Nel periodo 2013-2017, i 43 principali gruppi europei della moda hanno registrato ricavi aggregati per 226,2 miliardi di euro (+33% sul 2013). Nonostante l’Italia con le sue big 15 sia il paese più rappresentato a livello numerico (oltre un terzo del totale), è la Francia, con il 30,3% del fatturato aggregato, ad aggiudicarsi il primato per giro d’affari (favorita anche dal formidabile apporto dei marchi italiani acquistati dai colossi francesi). Sul podio anche Italia (13,4%) e Spagna (13%), entrambe doppiate dalla Francia.

Tra i gruppi principali, il gigante francese LVMH, con 70 marchi in cinque diversi comparti, si conferma leader assoluto per dimensioni (con un fatturato pari a 42,6 miliardi di euro). Inseguono a grande distanza il gruppo spagnolo Inditex che controlla Zara (25,3 miliardi), il tedesco Adidas (21,2 miliardi), lo svedese H&M (20,3 miliardi) e l’altro francese Kering, proprietario, fra gli altri, di Gucci e Bottega Veneta (15,5 miliardi). Luxottica (9,2 miliardi), primo tra gli operatori italiani, si posiziona al settimo posto, mentre il gruppo Prada (3,1 miliardi) è quattordicesimo. La crescita media annua del fatturato nel 2013-2017 fa sorridere le aziende italiane: Valentino (+22,2%) e Moncler (+19,7%) sono rispettivamente seconda e quarta nella classifica dominata dalla danese Pandora (+26,1%). Al terzo posto si inserisce la francese SMCP (+21,5%).

L’Europa ha realizzato un tasso medio annuo di incremento del fatturato del 7,4% nel 2013-2017. In questo contesto spiccano Danimarca (+13,6%) e Spagna (+10,1%), le uniche ad
andare in doppia cifra. Sotto la media europea, invece, Regno Unito (+5%) e Italia (+3,5%). In calo la redditività, con l’ebit margin europeo che si attesta a quota 15,3% nel 2017 (era al 17% nel 2013). Anche qui sono i gruppi danesi (22,6% nel 2017) a dominare la classifica, seguiti stavolta dalle compagnie francesi (19,6%). Gli operatori italiani (11,6%) sono costretti a inseguire, rimanendo però davanti agli ultimi in graduatoria, i tedeschi (10%).
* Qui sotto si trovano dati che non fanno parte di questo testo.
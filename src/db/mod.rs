use rusqlite::Connection;
use std::path::Path;
use tokio::task;
use crate::error::{Result, SixDegreesError};

/// Pragmas applied to every connection.
/// WAL lets the HTTP server read while a loader writes; foreign keys keep
/// credits pointing at real people and projects.
const CONNECTION_PRAGMAS: &str = "PRAGMA journal_mode = WAL; \
     PRAGMA synchronous = NORMAL; \
     PRAGMA foreign_keys = ON; \
     PRAGMA temp_store = MEMORY; \
     PRAGMA cache_size = -65536; \
     PRAGMA busy_timeout = 5000;";

/// Database connection wrapper
#[derive(Debug, Clone)]
pub struct Db {
    path: std::path::PathBuf,
}

impl Db {
    /// Create a new database connection manager
    pub fn new<P: AsRef<Path>>(db_path: P) -> Self {
        Self {
            path: db_path.as_ref().to_path_buf(),
        }
    }

    pub fn path(&self) -> &Path {
        &self.path
    }

    /// Execute a closure with a fresh connection in a blocking task.
    ///
    /// The connection lives only for the closure and is closed when it
    /// returns, whether it succeeded or not.
    pub async fn with_connection<F, T>(&self, f: F) -> Result<T>
    where
        F: FnOnce(&mut Connection) -> Result<T> + Send + 'static,
        T: Send + 'static,
    {
        let path = self.path.clone();
        task::spawn_blocking(move || {
            let mut conn = Connection::open(&path)
                .map_err(SixDegreesError::Database)?;
            conn.execute_batch(CONNECTION_PRAGMAS)?;
            f(&mut conn)
        })
        .await
        .map_err(|e| {
            SixDegreesError::Io(std::io::Error::new(
                std::io::ErrorKind::Other,
                format!("database task failed: {}", e),
            ))
        })?
    }
}

pub mod migrate;
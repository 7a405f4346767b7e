//! HTTP transport for path queries.

pub mod http;
pub mod types;

pub use http::HttpServer;
pub use types::{ErrorBody, FindPathRequest, FindPathResponse};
Export: in Italia raggiunge il 78,3%

Un aspetto distintivo anche dei maggiori gruppi europei della moda è la loro proiezione internazionale. Nel 2017 in media l’85,2% delle vendite è realizzato al di fuori del paese di origine. I francesi, con l’87,7%, sono davanti a tedeschi (83,6%) e spagnoli (82,3%). L’Italia, col suo 78,3%, dimostra di avere un export con all’orizzonte buoni margini di sviluppo globale. Abbondantemente sotto la media le aziende britanniche (52,8%), influenzate dalla presenza di gruppi come Arcadia e New Look che operano in buona parte sul mercato domestico.

A livello europeo il settore sfiora, infine, il milione di occupati. Nel 2017 i 43 operatori europei hanno dato lavoro a quasi 990.000 persone (+190.000 unità sul 2013). I gruppi italiani si mettono in luce per aver incrementato la forza lavoro di oltre 30.000 unità, secondi soltanto agli spagnoli che hanno ampliato il proprio organico di 48.000 unità (riferibili in gran parte al gruppo Inditex, +44.700 unità), ma davanti ai francesi (+20.300 unità).

Le principali operazioni

Nell’ultimo periodo il mondo dell’industria fashion ha registrato un numero importante di operazioni m&a. Nei primi nove mesi del 2018 – come riportato da MAG in questo numero –  a livello globale i deal raggiunti sono stati 13 per un valore complessivo di 4,6 miliardi. Le più importanti, per quanto riguarda le aziende italiane, l’acquisizione di Versace da parte di Michael Kors per 1,83 miliardi, la cessione del 41,2% di Missoni al fondo FSI Sgr per 70 milioni e la cessione del 65% di Forest al Progressio Sgr per 43 milioni.

Di recente è stata completata l’operazione di vendita del 60% di Trussardi alla società di gestione del risparmio QuattroR, per cui è previsto un finanziamento di 50 milioni (leggi qui la notizia).